Cash Banking And Financial Privacy

Financial privacy is accomplished when no one knows where you keep your money, or even if they do, it is inaccessible to them. When one utilizes cash banking as a means of clearing checks payable to themselves or the business under their control, the right to financial privacy is practiced, and banking secrecy is assured.

Check cashing stores are the businesses that provide check cashing services that you see on many corners today. Cashing checks by presenting them to check cashing stores that deposit them into their business bank account, provides you with immediate cash and eliminates the hold time banks normally place on a bank account deposit.

You will be required to open an account with the check cashing store prior to cashing checks. Privacy conscious individuals provide less information to check cashing stores than to banks. Identification, usually in the form of a government primary identification, a valid mailing address, a telephone number, and proof of control of the business is required when checks being cashed are payable to a business, the most private way to practice cash banking.

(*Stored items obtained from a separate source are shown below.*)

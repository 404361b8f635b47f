//! Slack functions.

use axum::{Json, extract::State, extract::rejection::JsonRejection};
use serde::{Deserialize, Serialize};
use tracing::{info, instrument};

use super::{FunctionResult, ok, parse_body, required};
use crate::slack::{AuthTestResponse, Channel, PostOutcome, post_to_channel};
use crate::state::AppState;

/// Check the bot token with `auth.test`.
#[instrument(skip(state))]
pub async fn auth_check(State(state): State<AppState>) -> FunctionResult<AuthTestResponse> {
    let slack = state.slack()?;
    let auth = slack.auth_test().await?;
    Ok(ok(auth))
}

#[derive(Debug, Serialize)]
pub struct ChannelList {
    pub channels: Vec<Channel>,
    pub count: usize,
}

/// List channels visible to the bot.
#[instrument(skip(state))]
pub async fn channels(State(state): State<AppState>) -> FunctionResult<ChannelList> {
    let slack = state.slack()?;
    let channels = slack.list_channels().await?;
    Ok(ok(ChannelList {
        count: channels.len(),
        channels,
    }))
}

#[derive(Debug, Deserialize)]
pub struct PostMessageBody {
    #[serde(default)]
    pub channel: Option<String>,
    #[serde(default)]
    pub text: Option<String>,
}

/// Post a message, resolving the channel and joining it if needed.
#[instrument(skip(state, payload))]
pub async fn post_message(
    State(state): State<AppState>,
    payload: Result<Json<PostMessageBody>, JsonRejection>,
) -> FunctionResult<PostOutcome> {
    let slack = state.slack()?;
    let body = parse_body(payload)?;
    let channel = required(body.channel, "channel")?;
    let text = required(body.text, "text")?;

    let outcome = post_to_channel(&slack, &channel, &text).await?;
    info!(
        channel = %outcome.channel,
        ts = %outcome.ts,
        joined = outcome.joined,
        "Slack message posted"
    );
    Ok(ok(outcome))
}

#[cfg(test)]
#[allow(clippy::unwrap_used)]
mod tests {
    use axum::http::StatusCode;
    use secrecy::SecretString;
    use serde_json::json;
    use wiremock::matchers::{method, path};
    use wiremock::{Mock, MockServer, ResponseTemplate};

    use crate::config::FunctionsConfig;
    use crate::routes::test_support::{app, send};

    fn config(server: &MockServer, token: Option<&str>) -> FunctionsConfig {
        let mut config = FunctionsConfig::default();
        config.slack.api_url = server.uri();
        config.slack.bot_token = token.map(SecretString::from);
        config
    }

    #[tokio::test]
    async fn test_missing_token_fails_before_network() {
        let server = MockServer::start().await;
        Mock::given(method("POST"))
            .respond_with(ResponseTemplate::new(200).set_body_json(json!({"ok": true})))
            .expect(0)
            .mount(&server)
            .await;
        Mock::given(method("GET"))
            .respond_with(ResponseTemplate::new(200).set_body_json(json!({"ok": true})))
            .expect(0)
            .mount(&server)
            .await;

        for (verb, uri, body) in [
            ("GET", "/functions/slack-auth-check", None),
            ("GET", "/functions/slack-channels", None),
            (
                "POST",
                "/functions/slack-post-message",
                Some(json!({"channel": "general", "text": "hi"})),
            ),
        ] {
            let (status, body) = send(app(config(&server, None)), verb, uri, body).await;
            assert_eq!(status, StatusCode::INTERNAL_SERVER_ERROR, "{uri}");
            assert_eq!(body, json!({"error": "SLACK_BOT_TOKEN is not configured"}));
        }
    }

    #[tokio::test]
    async fn test_auth_check_success_envelope() {
        let server = MockServer::start().await;
        Mock::given(method("POST"))
            .and(path("/auth.test"))
            .respond_with(ResponseTemplate::new(200).set_body_json(json!({
                "ok": true,
                "team": "Acme",
                "user": "scrumbot",
                "bot_id": "B789"
            })))
            .mount(&server)
            .await;

        let (status, body) = send(
            app(config(&server, Some("xoxb-test"))),
            "POST",
            "/functions/slack-auth-check",
            None,
        )
        .await;
        assert_eq!(status, StatusCode::OK);
        assert_eq!(body["ok"], true);
        assert_eq!(body["team"], "Acme");
    }

    #[tokio::test]
    async fn test_auth_check_forwards_slack_error() {
        let server = MockServer::start().await;
        Mock::given(method("POST"))
            .and(path("/auth.test"))
            .respond_with(
                ResponseTemplate::new(200)
                    .set_body_json(json!({"ok": false, "error": "invalid_auth"})),
            )
            .mount(&server)
            .await;

        let (status, body) = send(
            app(config(&server, Some("xoxb-bad"))),
            "GET",
            "/functions/slack-auth-check",
            None,
        )
        .await;
        assert_eq!(status, StatusCode::BAD_REQUEST);
        assert_eq!(
            body,
            json!({"error": "Slack API error", "details": "invalid_auth"})
        );
    }

    #[tokio::test]
    async fn test_auth_check_text_error_status_is_bad_request() {
        let server = MockServer::start().await;
        Mock::given(method("POST"))
            .and(path("/auth.test"))
            .respond_with(ResponseTemplate::new(503).set_body_string("upstream connect error"))
            .mount(&server)
            .await;

        let (status, body) = send(
            app(config(&server, Some("xoxb-test"))),
            "GET",
            "/functions/slack-auth-check",
            None,
        )
        .await;
        assert_eq!(status, StatusCode::BAD_REQUEST);
        assert_eq!(body["error"], "Slack API error (503)");
        assert_eq!(body["details"], "upstream connect error");
    }

    #[tokio::test]
    async fn test_channels_lists_with_count() {
        let server = MockServer::start().await;
        Mock::given(method("GET"))
            .and(path("/conversations.list"))
            .respond_with(ResponseTemplate::new(200).set_body_json(json!({
                "ok": true,
                "channels": [{"id": "C0001AAAA", "name": "general"}]
            })))
            .mount(&server)
            .await;

        let (status, body) = send(
            app(config(&server, Some("xoxb-test"))),
            "GET",
            "/functions/slack-channels",
            None,
        )
        .await;
        assert_eq!(status, StatusCode::OK);
        assert_eq!(body["count"], 1);
        assert_eq!(body["channels"][0]["name"], "general");
    }

    #[tokio::test]
    async fn test_post_message_requires_text() {
        let server = MockServer::start().await;
        Mock::given(method("POST"))
            .respond_with(ResponseTemplate::new(200).set_body_json(json!({"ok": true})))
            .expect(0)
            .mount(&server)
            .await;

        let (status, body) = send(
            app(config(&server, Some("xoxb-test"))),
            "POST",
            "/functions/slack-post-message",
            Some(json!({"channel": "general", "text": "  "})),
        )
        .await;
        assert_eq!(status, StatusCode::BAD_REQUEST);
        assert_eq!(body, json!({"error": "text is required"}));
    }

    #[tokio::test]
    async fn test_post_message_joins_and_returns_retry_ts() {
        let server = MockServer::start().await;
        Mock::given(method("GET"))
            .and(path("/conversations.list"))
            .respond_with(ResponseTemplate::new(200).set_body_json(json!({
                "ok": true,
                "channels": [{"id": "C0GENERAL1", "name": "general"}]
            })))
            .expect(1)
            .mount(&server)
            .await;
        Mock::given(method("POST"))
            .and(path("/chat.postMessage"))
            .respond_with(
                ResponseTemplate::new(200)
                    .set_body_json(json!({"ok": false, "error": "not_in_channel"})),
            )
            .up_to_n_times(1)
            .expect(1)
            .mount(&server)
            .await;
        Mock::given(method("POST"))
            .and(path("/conversations.join"))
            .respond_with(ResponseTemplate::new(200).set_body_json(json!({"ok": true})))
            .expect(1)
            .mount(&server)
            .await;
        Mock::given(method("POST"))
            .and(path("/chat.postMessage"))
            .respond_with(ResponseTemplate::new(200).set_body_json(json!({
                "ok": true,
                "channel": "C0GENERAL1",
                "ts": "1700000000.000300"
            })))
            .expect(1)
            .mount(&server)
            .await;

        let (status, body) = send(
            app(config(&server, Some("xoxb-test"))),
            "POST",
            "/functions/slack-post-message",
            Some(json!({"channel": "general", "text": "hi"})),
        )
        .await;
        assert_eq!(status, StatusCode::OK);
        assert_eq!(
            body,
            json!({
                "ok": true,
                "channel": "C0GENERAL1",
                "ts": "1700000000.000300",
                "joined": true,
                "resolved_from": "general"
            })
        );
    }
}
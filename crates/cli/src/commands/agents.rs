//! Agent workflow commands.

use clap::{Subcommand, ValueEnum};

use scrum_master_client::ApiClient;
use scrum_master_core::{AgentRequest, StandupSchedule, WorkflowKind};

use super::{CommandError, print_json};

/// Workflows the backend's agents can run.
#[derive(Debug, Clone, Copy, PartialEq, Eq, ValueEnum)]
pub enum Workflow {
    Standup,
    SprintHealth,
    CreateTicket,
}

impl From<Workflow> for WorkflowKind {
    fn from(workflow: Workflow) -> Self {
        match workflow {
            Workflow::Standup => Self::Standup,
            Workflow::SprintHealth => Self::SprintHealth,
            Workflow::CreateTicket => Self::CreateTicket,
        }
    }
}

#[derive(Subcommand)]
pub enum AgentsAction {
    /// Send a request to the agent router
    Chat {
        request: String,
    },
    /// Run a predefined workflow
    Run {
        #[arg(value_enum)]
        workflow: Workflow,
    },
    /// List agent tools and workflows
    Capabilities,
    /// Collect and summarize a standup now
    AutoStandup {
        #[arg(long, default_value = "#standup")]
        channel: String,
    },
    /// Register a recurring standup
    ScheduleStandup {
        #[arg(long, default_value = "#standup")]
        channel: String,
        /// Time of day, HH:MM
        #[arg(long, default_value = "09:00")]
        time: String,
        #[arg(long, default_value = "UTC")]
        timezone: String,
        /// Weekdays, comma separated; defaults to Monday through Friday
        #[arg(long, value_delimiter = ',')]
        days: Vec<String>,
    },
}

pub async fn run(api: &ApiClient, action: AgentsAction) -> Result<(), CommandError> {
    let agents = api.agents();
    match action {
        AgentsAction::Chat { request } => {
            let request = AgentRequest {
                request,
                context: None,
            };
            print_json(&agents.chat(&request).await?)
        }
        AgentsAction::Run { workflow } => print_json(&agents.run(workflow.into()).await?),
        AgentsAction::Capabilities => print_json(&agents.capabilities().await?),
        AgentsAction::AutoStandup { channel } => print_json(&agents.auto_standup(&channel).await?),
        AgentsAction::ScheduleStandup {
            channel,
            time,
            timezone,
            days,
        } => {
            let mut schedule = StandupSchedule {
                channel,
                time,
                timezone,
                ..StandupSchedule::default()
            };
            if !days.is_empty() {
                schedule.days = days.into_iter().map(|d| d.to_lowercase()).collect();
            }
            print_json(&agents.schedule_standup(&schedule).await?)
        }
    }
}
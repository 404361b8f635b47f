use scrum_master_core::{Project, ProjectId};

use crate::{ApiClient, ApiError};

/// `/projects` endpoints.
#[derive(Debug, Clone, Copy)]
pub struct ProjectsClient<'a> {
    api: &'a ApiClient,
}

impl<'a> ProjectsClient<'a> {
    pub(crate) const fn new(api: &'a ApiClient) -> Self {
        Self { api }
    }

    /// List all projects.
    ///
    /// # Errors
    ///
    /// Returns an error if the request fails.
    pub async fn list(&self) -> Result<Vec<Project>, ApiError> {
        self.api.get("/projects/").await
    }

    /// Get a project by ID.
    ///
    /// # Errors
    ///
    /// Returns an error if the request fails.
    pub async fn get(&self, id: ProjectId) -> Result<Project, ApiError> {
        self.api.get(&format!("/projects/{id}")).await
    }
}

A reader wrote and explained her experiences with this form of privacy banking. A brief summary is included for illustration purposes.

Jan operates a website business while selling digital products to customers throughout the U.S.A. and the world. The owner of the business, a Limited Liability Company, is managed by Jan. A third party merchant account is used to process credit card orders, and checks are made payable to the LLC bi weekly.

She writes that it was necessary for her to speak with the regional manager in person in order to set up her business account. Certain business documents including the registered agent’s name and the LLC’s articles of organization and the proof of registration with the Secretary of State were requirements to assure the institution of the legitimacy of the company receiving the checks. And as Jan utilizes the Trust Manager Principle for private company registration as described in Privacy Crisis; Identity Theft Prevention Plan and Guide to Anonymous Living, the signature page of the trust that manages the LLC was an additional document necessary to provide to the check cashing service.

What does Jan do with her cash now that she has privacy banking in place? Jan and her husband feed funds set aside for investment into the brokerage account of a Nevada Limited Partnership under their control. The limited partnership is registered privately as described in Privacy Crisis. In addition, the family keeps cash for living expenses for one year in a safe somewhere on their property. And home privacy is a priority for the family as they choose to practice banking secrecy-without a bank.